BRIEF -> Among the lines below, copy exactly those from the one with "pub const CONFIG_MODE_B: u32 = 0xBF;" through the one with "Safety: as for", counting both ends.
####################
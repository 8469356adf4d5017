// This Source Code Form is subject to the terms of the Mozilla Public
// License, v. 2.0. If a copy of the MPL was not distributed with this
// file, You can obtain one at https://mozilla.org/MPL/2.0/.

//! BeagleBone (AM335x): console on UART0, user LEDs on GPIO1, boot card on
//! MMC0.
//!
//! Nothing here programs the EMIF or the DDR PHY, and the boot ROM doesn't
//! either. DDR has to be brought up before this runs: by a debugger init
//! script (the AM335x GEL files do it) or by an earlier stage that then hands
//! over to us. Booted by the ROM straight off a cold card, this image fails
//! the RAM test and sits in the fault blink with "DDR ERROR".

use crate::boot::{self, Led, Pause};
use crate::sdhc::Instance;
use crate::serial::Serial;
use crate::wait::{Bounded, Wait};

const DRAM_BASE: usize = 0x8000_0000;
/// End of the region covered by the RAM test, and start of the staging area.
const DRAM_TEST_END: usize = 0x8FA0_0000;
const DRAM_END: usize = 0x9000_0000;
/// In words.
const RAM_TEST_STRIDE: usize = 0x40;

/// Polls of the line status register before a read gives up on a byte.
const READ_POLLS: u32 = 20_000;
const WRITE_POLLS: u32 = 20_000;

mod addr {
    pub const CM_PER: usize = 0x44E0_0000;
    pub const CM_WKUP: usize = 0x44E0_0400;
    pub const CONTROL: usize = 0x44E1_0000;
    pub const UART0: usize = 0x44E0_9000;
    pub const WDT1: usize = 0x44E3_5000;
    pub const GPIO1: usize = 0x4804_C000;
}

mod cm {
    pub const PER_L4LS_CLKSTCTRL: usize = 0x00;
    pub const PER_L3S_CLKSTCTRL: usize = 0x04;
    pub const PER_L3_CLKSTCTRL: usize = 0x0C;
    pub const PER_MMC0_CLKCTRL: usize = 0x3C;
    pub const PER_L4LS_CLKCTRL: usize = 0x60;
    pub const PER_GPIO1_CLKCTRL: usize = 0xAC;
    pub const PER_L3_CLKCTRL: usize = 0xE0;

    pub const WKUP_CLKSTCTRL: usize = 0x00;
    pub const WKUP_CONTROL_CLKCTRL: usize = 0x04;
    pub const WKUP_UART0_CLKCTRL: usize = 0xB4;

    pub const MODULEMODE_ENABLE: u32 = 2;
    pub const IDLEST_MASK: u32 = 3 << 16;
    pub const CLKTRCTRL_SW_WKUP: u32 = 2;
    pub const CLKACTIVITY_UART0_GFCLK: u32 = 1 << 12;
}

mod pad {
    pub const GPMC_A5: usize = 0x854;
    pub const GPMC_A6: usize = 0x858;
    pub const MMC0_DAT3: usize = 0x8F0;
    pub const MMC0_DAT2: usize = 0x8F4;
    pub const MMC0_DAT1: usize = 0x8F8;
    pub const MMC0_DAT0: usize = 0x8FC;
    pub const MMC0_CLK: usize = 0x900;
    pub const MMC0_CMD: usize = 0x904;
    pub const UART0_RXD: usize = 0x970;
    pub const UART0_TXD: usize = 0x974;

    pub const PULLUP: u32 = 1 << 4;
    pub const RXACTIVE: u32 = 1 << 5;
    pub const GPIO: u32 = 7;
}

mod uart {
    pub const RHR: usize = 0x00;
    pub const THR: usize = 0x00;
    pub const DLL: usize = 0x00;
    pub const IER: usize = 0x04;
    pub const DLH: usize = 0x04;
    pub const FCR: usize = 0x08;
    pub const EFR: usize = 0x08;
    pub const LCR: usize = 0x0C;
    pub const LSR: usize = 0x14;
    pub const MDR1: usize = 0x20;

    pub const CONFIG_MODE_B: u32 = 0xBF;
    pub const LCR_8N1: u32 = 0x03;
    pub const EFR_ENHANCED_EN: u32 = 1 << 4;
    pub const FCR_FIFO_EN: u32 = 1;
    pub const FCR_CLEAR: u32 = 3 << 1;
    pub const MDR1_16X: u32 = 0;
    pub const MDR1_DISABLE: u32 = 7;
    pub const LSR_RX_FIFO_E: u32 = 1;
    pub const LSR_TX_SR_E: u32 = 1 << 6;

    /// 115200 baud from the 48 MHz functional clock.
    pub const DIVISOR: u32 = 26;
}

mod gpio {
    pub const OE: usize = 0x134;
    pub const DATAOUT: usize = 0x13C;
    pub const CLEARDATAOUT: usize = 0x190;
    pub const SETDATAOUT: usize = 0x194;
}

mod wdt {
    pub const WWPS: usize = 0x34;
    pub const WSPR: usize = 0x48;
    pub const W_PEND_WSPR: u32 = 1 << 4;
}

fn read(addr: usize) -> u32 {
    // Safety: only ever called with peripheral register addresses above.
    unsafe { core::ptr::read_volatile(addr as *const u32) }
}

fn write(addr: usize, value: u32) {
    // Safety: as for `read`.
    unsafe { core::ptr::write_volatile(addr as *mut u32, value) }
}

fn spin_until(done: impl FnMut() -> bool) {
    // `Spin` can't time out.
    crate::wait::Spin.until(done).ok();
}

fn led_pin(led: Led) -> u32 {
    match led {
        Led::Activity => 21,
        Led::Fault => 22,
    }
}

pub enum Board {}

impl super::Bsp for Board {
    type Console = Uart0;
    type Board = BeagleBone;

    const SD_INSTANCE: Instance = Instance::Mmc0;

    unsafe fn configure() -> (Uart0, BeagleBone) {
        disable_watchdog();
        enable_clocks();
        configure_pins();
        configure_uart();

        let leds = (1 << led_pin(Led::Activity)) | (1 << led_pin(Led::Fault));
        write(addr::GPIO1 + gpio::CLEARDATAOUT, leds);
        write(addr::GPIO1 + gpio::OE, read(addr::GPIO1 + gpio::OE) & !leds);

        (Uart0 { _private: () }, BeagleBone { _private: () })
    }

    unsafe fn console() -> Uart0 {
        Uart0 { _private: () }
    }

    fn indicate_fault() {
        write(addr::GPIO1 + gpio::SETDATAOUT, 1 << led_pin(Led::Fault));
    }

    unsafe fn staging_area() -> &'static mut [u8] {
        core::slice::from_raw_parts_mut(DRAM_TEST_END as *mut u8, DRAM_END - DRAM_TEST_END)
    }
}

/// The ROM leaves the watchdog running; it has to go before anything slow.
fn disable_watchdog() {
    for key in [0xAAAA, 0x5555] {
        write(addr::WDT1 + wdt::WSPR, key);
        spin_until(|| read(addr::WDT1 + wdt::WWPS) & wdt::W_PEND_WSPR == 0);
    }
}

fn enable_module(clkctrl: usize) {
    write(clkctrl, cm::MODULEMODE_ENABLE);
    spin_until(|| read(clkctrl) & cm::IDLEST_MASK == 0);
}

fn enable_clocks() {
    for clkctrl in [cm::PER_L3_CLKCTRL, cm::PER_L4LS_CLKCTRL] {
        enable_module(addr::CM_PER + clkctrl);
    }
    for clkstctrl in [
        cm::PER_L3_CLKSTCTRL,
        cm::PER_L3S_CLKSTCTRL,
        cm::PER_L4LS_CLKSTCTRL,
    ] {
        write(addr::CM_PER + clkstctrl, cm::CLKTRCTRL_SW_WKUP);
    }
    write(addr::CM_WKUP + cm::WKUP_CLKSTCTRL, cm::CLKTRCTRL_SW_WKUP);
    enable_module(addr::CM_WKUP + cm::WKUP_CONTROL_CLKCTRL);

    enable_module(addr::CM_WKUP + cm::WKUP_UART0_CLKCTRL);
    spin_until(|| read(addr::CM_WKUP + cm::WKUP_CLKSTCTRL) & cm::CLKACTIVITY_UART0_GFCLK != 0);
    enable_module(addr::CM_PER + cm::PER_GPIO1_CLKCTRL);
    enable_module(addr::CM_PER + cm::PER_MMC0_CLKCTRL);
}

fn configure_pins() {
    let pins = [
        (pad::UART0_RXD, pad::RXACTIVE | pad::PULLUP),
        (pad::UART0_TXD, pad::PULLUP),
        (pad::MMC0_DAT3, pad::RXACTIVE | pad::PULLUP),
        (pad::MMC0_DAT2, pad::RXACTIVE | pad::PULLUP),
        (pad::MMC0_DAT1, pad::RXACTIVE | pad::PULLUP),
        (pad::MMC0_DAT0, pad::RXACTIVE | pad::PULLUP),
        (pad::MMC0_CLK, pad::RXACTIVE | pad::PULLUP),
        (pad::MMC0_CMD, pad::RXACTIVE | pad::PULLUP),
        (pad::GPMC_A5, pad::GPIO),
        (pad::GPMC_A6, pad::GPIO),
    ];
    for (offset, conf) in pins {
        write(addr::CONTROL + offset, conf);
    }
}

/// 115200 8N1 with the FIFOs on and interrupts off.
fn configure_uart() {
    let base = addr::UART0;
    write(base + uart::MDR1, uart::MDR1_DISABLE);

    write(base + uart::LCR, uart::CONFIG_MODE_B);
    let efr = read(base + uart::EFR);
    write(base + uart::EFR, efr | uart::EFR_ENHANCED_EN);
    write(base + uart::LCR, 0);
    write(base + uart::IER, 0);
    write(base + uart::FCR, uart::FCR_FIFO_EN | uart::FCR_CLEAR);

    write(base + uart::LCR, uart::CONFIG_MODE_B);
    write(base + uart::DLL, uart::DIVISOR & 0xFF);
    write(base + uart::DLH, uart::DIVISOR >> 8);
    write(base + uart::EFR, efr);

    write(base + uart::LCR, uart::LCR_8N1);
    write(base + uart::MDR1, uart::MDR1_16X);
}

/// The console UART.
pub struct Uart0 {
    _private: (),
}

impl Serial for Uart0 {
    fn read(&mut self, buf: &mut [u8]) -> usize {
        for (n, byte) in buf.iter_mut().enumerate() {
            let ready = Bounded(READ_POLLS)
                .until(|| read(addr::UART0 + uart::LSR) & uart::LSR_RX_FIFO_E != 0);
            if ready.is_err() {
                return n;
            }
            *byte = read(addr::UART0 + uart::RHR) as u8;
        }
        buf.len()
    }

    fn write(&mut self, buf: &[u8]) -> usize {
        for (n, &byte) in buf.iter().enumerate() {
            let ready = Bounded(WRITE_POLLS)
                .until(|| read(addr::UART0 + uart::LSR) & uart::LSR_TX_SR_E != 0);
            if ready.is_err() {
                return n;
            }
            write(addr::UART0 + uart::THR, u32::from(byte));
        }
        buf.len()
    }
}

pub struct BeagleBone {
    _private: (),
}

impl boot::Board for BeagleBone {
    fn set_led(&mut self, led: Led, on: bool) {
        let reg = if on {
            gpio::SETDATAOUT
        } else {
            gpio::CLEARDATAOUT
        };
        write(addr::GPIO1 + reg, 1 << led_pin(led));
    }

    fn toggle_led(&mut self, led: Led) {
        let on = read(addr::GPIO1 + gpio::DATAOUT) & (1 << led_pin(led)) != 0;
        self.set_led(led, !on);
    }

    fn pause(&mut self, pause: Pause) {
        let spins: u32 = match pause {
            Pause::Tick => 0x1F_FFFF,
            Pause::Retry => 0x6_FFFF,
            Pause::Blink => 0x4_FFFF,
        };
        for _ in 0..spins {
            core::hint::spin_loop();
        }
    }

    fn test_ram(&mut self) -> bool {
        // Safety: nothing lives in DRAM until we put an image there.
        let ram = unsafe {
            core::slice::from_raw_parts_mut(
                DRAM_BASE as *mut u32,
                (DRAM_TEST_END - DRAM_BASE) / 4,
            )
        };
        boot::ram_test(ram, RAM_TEST_STRIDE)
    }

    fn can_load(&self, address: u32, len: u32) -> bool {
        // Tested DRAM only. Above it is the staging area holding the file
        // being loaded, and SRAM holds us.
        let start = address as usize;
        match start.checked_add(len as usize) {
            Some(end) => start >= DRAM_BASE && end <= DRAM_TEST_END,
            None => false,
        }
    }

    unsafe fn copy_to_ram(&mut self, address: u32, data: &[u8]) {
        core::ptr::copy_nonoverlapping(data.as_ptr(), address as usize as *mut u8, data.len());
    }
}

impl boot::Jumper for BeagleBone {
    unsafe fn jump(&mut self, entry: u32) {
        // The image went in through the data side; make sure it's all out
        // there before we fetch instructions from it.
        #[cfg(target_arch = "arm")]
        core::arch::asm!("dsb", "isb");

        let entry: extern "C" fn() = core::mem::transmute(entry as usize);
        entry();
    }
}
####################
TASK RESULT ->
    pub const CONFIG_MODE_B: u32 = 0xBF;
    pub const LCR_8N1: u32 = 0x03;
    pub const EFR_ENHANCED_EN: u32 = 1 << 4;
    pub const FCR_FIFO_EN: u32 = 1;
    pub const FCR_CLEAR: u32 = 3 << 1;
    pub const MDR1_16X: u32 = 0;
    pub const MDR1_DISABLE: u32 = 7;
    pub const LSR_RX_FIFO_E: u32 = 1;
    pub const LSR_TX_SR_E: u32 = 1 << 6;

    /// 115200 baud from the 48 MHz functional clock.
    pub const DIVISOR: u32 = 26;
}

mod gpio {
    pub const OE: usize = 0x134;
    pub const DATAOUT: usize = 0x13C;
    pub const CLEARDATAOUT: usize = 0x190;
    pub const SETDATAOUT: usize = 0x194;
}

mod wdt {
    pub const WWPS: usize = 0x34;
    pub const WSPR: usize = 0x48;
    pub const W_PEND_WSPR: u32 = 1 << 4;
}

fn read(addr: usize) -> u32 {
    // Safety: only ever called with peripheral register addresses above.
    unsafe { core::ptr::read_volatile(addr as *const u32) }
}

fn write(addr: usize, value: u32) {
    // Safety: as for `read`.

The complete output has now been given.